On 1 July 2021, the Government subsidy under the Coronavirus Job Retention Scheme ("CJRS") changed. Under the CJRS, employers can put staff on furlough (paid leave) for reasons related to the pandemic, provided the employee is paid at least 80% of their normal wages for any hours not worked, up to a maximum of £2,500 (prorated for any hours worked). Previously, the Government covered the 80% of wages up to the maximum £2,500. From 1 July 2021, the Government subsidy has dropped to 70% of wages (up to a maximum of £2,187.50 per month). For August and September, the Government subsidy will drop to 60% (up to a maximum of £1,875 per month).
Employers must now top up the subsidy so that employees on furlough continue to receive at least 80% of their normal wages for any hours not worked during furlough (up to a maximum of £2,500 per month). For further details of the CJRS, please see our furlough extension briefing.
The European Commission has formally approved an adequacy decision for the UK, meaning the UK's data protection regime has been deemed sufficient to protect EU personal data. This means employers will be able to continue to transfer employee data from the EU to the UK, without having to put in place additional safeguarding mechanisms. However, the adequacy decision will expire in four years, which means there will be a further review of UK laws and practices at that stage to decide if the decision should be renewed.
The Government has confirmed that it does not plan to ban "fire and rehire" practices at this stage but has also said that "nothing is off the table". The practice is sometimes used by employers to change employees' contracts where employees are not prepared to agree to those changes. It involves terminating employees' contracts and immediately offering new contracts containing the relevant changes.
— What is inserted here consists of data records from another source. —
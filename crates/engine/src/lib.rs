//! Marketing calculation engine: forward funnel forecast, reverse budget
//! solving, funnel stages, break-even and sensitivity sweeps, advisory
//! insights, and scenario comparison.
//!
//! Every function is pure and total: degenerate inputs resolve to zero or
//! "not achievable" values instead of errors.

pub mod calculator;
pub mod insights;
pub mod model;
pub mod reverse;
pub mod sampler;
pub mod scenario;
pub mod stages;

pub use calculator::calculate;
pub use insights::insights;
pub use model::{
    roas_category, CampaignMetrics, FunnelStage, InsightSeverity, MarketingInsight,
    ReverseResult, RoasCategory, SamplePoint,
};
pub use reverse::reverse_calculate;
pub use sampler::{break_even_points, sensitivity_ctr, SensitivityRange};
pub use scenario::{compare_scenarios, Scenario, ScenarioComparison, ScenarioRow};
pub use stages::funnel_stages;

pub use forecast_core::FunnelInputs;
The Government's confirmation comes after a report by Acas, which was commissioned by the Department for Business, Energy and Industrial Strategy following calls from the Trades Union Congress to ban the practice. The Government says it has asked Acas to produce clearer guidance on when fire and rehire should be used and will continue to work with Acas on the issue.
In a joint letter, the CBI, TUC and Equality and Human Rights Commission have written to Cabinet Office minister, Michael Gove MP, calling for a clear timetable for the introduction of mandatory ethnicity pay gap reporting. A Government consultation on mandatory ethnicity pay gap reporting closed in January 2019 and the Government is yet to respond with its proposals. The Government's original proposal was that mandatory ethnicity pay gap reporting would be introduced for employers with 250 or more employees, to reflect the rules relating to gender pay gap reporting. However, the Government has not confirmed whether it plans to go ahead with these proposals or, if so, when. Employment Update will report developments.